Enfin Newton tombe encore, si je ne me trompe, dans une autre méprise, par la façon dont il partage entre le globe et l’anneau, le mouvement que l’anneau devrait avoir s’il était isolé et non adhérent au globe. En corrigeant le principe dont il se sert pour faire cette distribution, et dont il serait difficile de donner ici l’idée, on voit que l’action seule du soleil devrait produire un mouvement annuel de 12″ dans les points équinoxiaux ; de sorte qu’en admettant même toutes les autres hypothèses dont nous croyons avoir montré l’insuffisance ou le peu de fondement, la précession des équinoxes devrait être, suivant la théorie de Newton, d’environ 10″ plus grande que ne la donnent les observations : différence qui n’aurait pas échappé aux astronomes.

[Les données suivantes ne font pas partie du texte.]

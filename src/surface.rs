// Drawing surface abstraction.
//
// The particle field only needs an immediate-mode 2D target: resize, clear,
// filled circles and stroked lines. The browser canvas implements it in
// `canvas.rs`; `Recorder` keeps the calls in memory for headless runs and
// tests.

use crate::color::Color;

pub trait Surface {
    /// Sets the pixel dimensions of the backing surface.
    fn set_size(&mut self, width: u32, height: u32);

    fn clear(&mut self, width: f64, height: f64);

    fn fill_circle(&mut self, center: [f64; 2], radius: f64, color: Color, alpha: f64);

    fn stroke_line(&mut self, from: [f64; 2], to: [f64; 2], color: Color, alpha: f64, line_width: f64);
}

#[derive(Clone, Debug, PartialEq)]
pub enum DrawCall {
    Clear {
        width: f64,
        height: f64,
    },
    Circle {
        center: [f64; 2],
        radius: f64,
        color: Color,
        alpha: f64,
    },
    Line {
        from: [f64; 2],
        to: [f64; 2],
        color: Color,
        alpha: f64,
        line_width: f64,
    },
}

#[derive(Default, Debug)]
pub struct Recorder {
    pub width: u32,
    pub height: u32,
    pub calls: Vec<DrawCall>,
}

impl Recorder {
    pub fn new(width: u32, height: u32) -> Recorder {
        Recorder {
            width,
            height,
            calls: Vec::new(),
        }
    }

    pub fn take_calls(&mut self) -> Vec<DrawCall> {
        std::mem::take(&mut self.calls)
    }

    pub fn circles(&self) -> impl Iterator<Item = &DrawCall> {
        self.calls
            .iter()
            .filter(|call| matches!(call, DrawCall::Circle { .. }))
    }

    pub fn lines(&self) -> impl Iterator<Item = &DrawCall> {
        self.calls
            .iter()
            .filter(|call| matches!(call, DrawCall::Line { .. }))
    }
}

impl Surface for Recorder {
    fn set_size(&mut self, width: u32, height: u32) {
        self.width = width;
        self.height = height;
    }

    fn clear(&mut self, width: f64, height: f64) {
        self.calls.push(DrawCall::Clear { width, height });
    }

    fn fill_circle(&mut self, center: [f64; 2], radius: f64, color: Color, alpha: f64) {
        self.calls.push(DrawCall::Circle {
            center,
            radius,
            color,
            alpha,
        });
    }

    fn stroke_line(&mut self, from: [f64; 2], to: [f64; 2], color: Color, alpha: f64, line_width: f64) {
        self.calls.push(DrawCall::Line {
            from,
            to,
            color,
            alpha,
            line_width,
        });
    }
}
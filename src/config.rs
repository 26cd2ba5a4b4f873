// Tunables for every piece of the page. Defaults match the shipped site.

use crate::color::Color;

#[derive(Clone, Debug)]
pub struct FieldConfig {
    pub particle_count: usize,
    /// Pairs strictly closer than this get a connection line.
    pub link_distance: f64,
    /// Line alpha at distance zero, fading linearly to 0 at `link_distance`.
    pub link_alpha: f64,
    pub link_width: f64,
    /// Per-axis velocity bound, in pixels per frame.
    pub max_speed: f64,
    pub min_radius: f64,
    pub max_radius: f64,
    pub min_opacity: f64,
    pub max_opacity: f64,
    pub max_depth: f64,
    pub particle_color: Color,
    pub link_color: Color,
    /// Id of the element the canvas is appended to.
    pub container_id: String,
}

impl Default for FieldConfig {
    fn default() -> Self {
        FieldConfig {
            particle_count: 150,
            link_distance: 100.0,
            link_alpha: 0.2,
            link_width: 0.5,
            max_speed: 0.25,
            min_radius: 1.0,
            max_radius: 3.0,
            min_opacity: 0.2,
            max_opacity: 0.7,
            max_depth: 1000.0,
            particle_color: Color::from_u32(0x6366f1ff),
            link_color: Color::from_u32(0x8b5cf6ff),
            container_id: "particles".to_owned(),
        }
    }
}

#[derive(Clone, Debug)]
pub struct RevealConfig {
    pub selector: String,
    pub shown_class: String,
    pub threshold: f64,
    pub root_margin: String,
}

impl Default for RevealConfig {
    fn default() -> Self {
        RevealConfig {
            selector: ".animate-on-scroll".to_owned(),
            shown_class: "show".to_owned(),
            threshold: 0.1,
            root_margin: "0px 0px -50px 0px".to_owned(),
        }
    }
}

#[derive(Clone, Debug)]
pub struct FormConfig {
    pub form_selector: String,
    pub submit_selector: String,
    pub sent_label: String,
    pub submit_delay_ms: i32,
    pub notification_ms: i32,
    pub fade_ms: i32,
    pub success_message: String,
}

impl Default for FormConfig {
    fn default() -> Self {
        FormConfig {
            form_selector: "form".to_owned(),
            submit_selector: "button[type=\"submit\"]".to_owned(),
            sent_label: "<i data-feather=\"check\" class=\"inline-block w-5 h-5 mr-2\"></i>Sent!"
                .to_owned(),
            submit_delay_ms: 2000,
            notification_ms: 3000,
            fade_ms: 300,
            success_message: "Message sent successfully! We'll get back to you soon.".to_owned(),
        }
    }
}

#[derive(Clone, Debug)]
pub struct NavConfig {
    pub section_selector: String,
    pub link_selector: String,
    pub active_class: String,
    /// A section counts as current once the viewport is within this many pixels of its top.
    pub offset: f64,
}

impl Default for NavConfig {
    fn default() -> Self {
        NavConfig {
            section_selector: "section".to_owned(),
            link_selector: "a[href^=\"#\"]".to_owned(),
            active_class: "active".to_owned(),
            offset: 200.0,
        }
    }
}

#[derive(Clone, Debug, Default)]
pub struct PageConfig {
    pub field: FieldConfig,
    pub reveal: RevealConfig,
    pub form: FormConfig,
    pub nav: NavConfig,
}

Mais cette différence même quoique assez sensible, est cependant bien plus petite que celle qu’on devrait trouver réellement, en faisant entrer dans le calcul toutes les circonstances néceisaires. Car le mouvement de rotation de la terre autour de son axe, auquel Newton ne paraît pas faire toute l’attention convenable, et qui se combine avec toute l’action du soleil etde la lune, doit, toutes choses d’ailleurs égales, influer pour beaucoup sur la quantité de la précession ; et je crois avoir démontré dans cet ouvrage, que si l’on a égard à ce mouvement, et que l’on combine avec exactitude toutes les forces qui agissent sur notre globe, le mouvement des points équinoxiaux se trouvera de 23 à 24″, en faisant abstraction de la lune, et en regardant la terre comme sphéroïde homogène ; résultat qui serait sans doute très-contraire à l’attraction, si le rapport des axes de la terre et celui des deux forces étaient tels que Newton le suppose.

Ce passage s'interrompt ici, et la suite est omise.